窓辺の事件
制限時間:15分 文字数:507字
私達のハウスについた途端、おばさんは落ち着かなそうに辺りをキョロキョロ眺めまわした。
ディナーの時間になると、
「イギリス料理って不味いって聞いてるわよ」
おばさんは遠慮なく言い、フォークを突き刺した肉を口に運び、もぐもぐ口を動かし始めた。
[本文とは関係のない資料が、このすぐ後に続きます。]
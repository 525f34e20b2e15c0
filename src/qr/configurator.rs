//! # 二维码实例配置器
//!
//! ## 设计思路
//!
//! 配置器只依赖 `QrRenderer` trait，负责三件事：
//!
//! - `create_instance`：样式配置 → 渲染请求 → 新实例
//! - `apply_style`：把样式增量合并进实例当前样式，按同一规则重新推导后原地更新
//! - `set_logo`：替换或移除 logo，幂等
//!
//! 更新失败只记录日志，实例保留上一个有效状态，调用方无需处理错误。

use super::RenderError;
use super::renderer::{QrRenderer, RenderUpdate, RenderedQr};
use super::request::{build_render_request, derive_style};
use super::style::{QrStyleConfig, StyleChoice, StyleDelta};
use crate::image_handler::SquareImage;

/// 已渲染实例及其当前样式选择。
#[derive(Debug, Clone)]
pub struct QrInstance {
    rendered: RenderedQr,
    style: StyleChoice,
}

impl QrInstance {
    pub fn rendered(&self) -> &RenderedQr {
        &self.rendered
    }

    pub fn style(&self) -> StyleChoice {
        self.style
    }

    pub fn size(&self) -> u32 {
        self.rendered.size()
    }

    pub fn content(&self) -> &str {
        &self.rendered.request().data
    }
}

/// 按样式配置创建新实例，尺寸在此固定。
pub fn create_instance(renderer: &dyn QrRenderer, config: &QrStyleConfig) -> Result<QrInstance, RenderError> {
    let request = build_render_request(config);
    let rendered = renderer.create(request)?;

    Ok(QrInstance {
        rendered,
        style: config.style,
    })
}

/// 实时切换样式。返回是否成功应用。
pub fn apply_style(renderer: &dyn QrRenderer, instance: &mut QrInstance, delta: &StyleDelta) -> bool {
    let next = instance.style.merge(delta);
    if next == instance.style {
        return true;
    }

    match renderer.update(&mut instance.rendered, RenderUpdate::Style(derive_style(&next))) {
        Ok(()) => {
            log::debug!("🎨 样式已切换为 {} ({} → {})", next.mode.as_str(), next.primary, next.secondary);
            instance.style = next;
            true
        }
        Err(e) => {
            log::warn!("⚠️ 样式更新被拒绝，保留当前样式：{}", e);
            false
        }
    }
}

/// 替换 logo，`None` 表示移除。返回是否成功应用。
pub fn set_logo(renderer: &dyn QrRenderer, instance: &mut QrInstance, logo: Option<&SquareImage>) -> bool {
    let uri = logo.map(|l| l.as_data_uri().to_string());
    if instance.rendered.request().image == uri {
        return true;
    }

    match renderer.update(&mut instance.rendered, RenderUpdate::Image(uri)) {
        Ok(()) => {
            log::debug!("🖼️ logo 已{}", if logo.is_some() { "更新" } else { "移除" });
            true
        }
        Err(e) => {
            log::warn!("⚠️ logo 更新被拒绝，保留当前 logo：{}", e);
            false
        }
    }
}

#[cfg(test)]
mod tests {
    use super::*;
    use crate::qr::{HexColor, RasterRenderer, StyleMode};

    fn config() -> QrStyleConfig {
        QrStyleConfig {
            content: "mailto:a@b.com".to_string(),
            style: StyleChoice {
                mode: StyleMode::Basic,
                primary: HexColor::rgb(0x00, 0xf2, 0xff),
                secondary: HexColor::rgb(0xff, 0x00, 0xc8),
            },
            logo: None,
            size: 300,
        }
    }

    #[test]
    fn apply_style_rederives_from_merged_choice() {
        let renderer = RasterRenderer::new();
        let mut instance = create_instance(&renderer, &config()).expect("create");

        let applied = apply_style(
            &renderer,
            &mut instance,
            &StyleDelta {
                mode: Some(StyleMode::Colored),
                ..Default::default()
            },
        );

        assert!(applied);
        assert_eq!(instance.style().mode, StyleMode::Colored);
        let style = &instance.rendered().request().style;
        assert_eq!(style.dots.color, HexColor::rgb(0x00, 0xf2, 0xff));
        assert_eq!(style.background.color, HexColor::MIDNIGHT);
        assert!(style.dots.gradient.is_some());
    }

    #[test]
    fn switching_back_to_basic_forces_black_and_white() {
        let renderer = RasterRenderer::new();
        let mut cfg = config();
        cfg.style.mode = StyleMode::Colored;
        let mut instance = create_instance(&renderer, &cfg).expect("create");

        apply_style(
            &renderer,
            &mut instance,
            &StyleDelta {
                mode: Some(StyleMode::Basic),
                primary: Some(HexColor::rgb(0x12, 0x34, 0x56)),
                secondary: None,
            },
        );

        let style = &instance.rendered().request().style;
        assert_eq!(style.dots.color, HexColor::BLACK);
        assert_eq!(style.background.color, HexColor::WHITE);
        assert!(style.dots.gradient.is_none());
    }

    #[test]
    fn rejected_logo_leaves_instance_unchanged() {
        let renderer = RasterRenderer::new();
        let mut instance = create_instance(&renderer, &config()).expect("create");
        let bad = SquareImage {
            size: 120,
            data_uri: "data:image/png;base64,AAAA".to_string(),
        };

        assert!(!set_logo(&renderer, &mut instance, Some(&bad)));
        assert!(!instance.rendered().has_logo());
        assert!(instance.rendered().request().image.is_none());
    }

    #[test]
    fn removing_absent_logo_is_a_no_op() {
        let renderer = RasterRenderer::new();
        let mut instance = create_instance(&renderer, &config()).expect("create");

        assert!(set_logo(&renderer, &mut instance, None));
        assert!(set_logo(&renderer, &mut instance, None));
        assert_eq!(instance.size(), 300);
        assert_eq!(instance.content(), "mailto:a@b.com");
    }
}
「うーん、大味よね。これに比べて和食はいいわよー、この前行った京都なんかね」
そんなに日本がいいなら帰ればいいのに。
「それにしても眩しいわね。いくら広いからってあんなに窓を高くしなくたっていいじゃない?」
おばさんは恨めし気に窓を眺めた。丸く出っ張っているあの窓は、建築デザイナーのお気に入りで、たとえおばさんにだって批判されたくなかった。
「はあ、障子が恋しい」
おばさんは分厚い唇から溜息をもらした。
あの窓がこの人を焦がして殺してしまえばいいのに。とさえ思い始めた時、おばさんは
「かはッ!」
と叫び、胸をドンドンと叩いて椅子から崩れ落ちた。
「おばさん?!」
と駆け寄ると、おばさんは真っ青な顔で泡を噴いて倒れていた。これは……
「もう、エドワード!」
私はキッチンへ向かって文句を言った。
殺人コック、エドワードは肩をすくめながら毒入りの小瓶を振って見せた。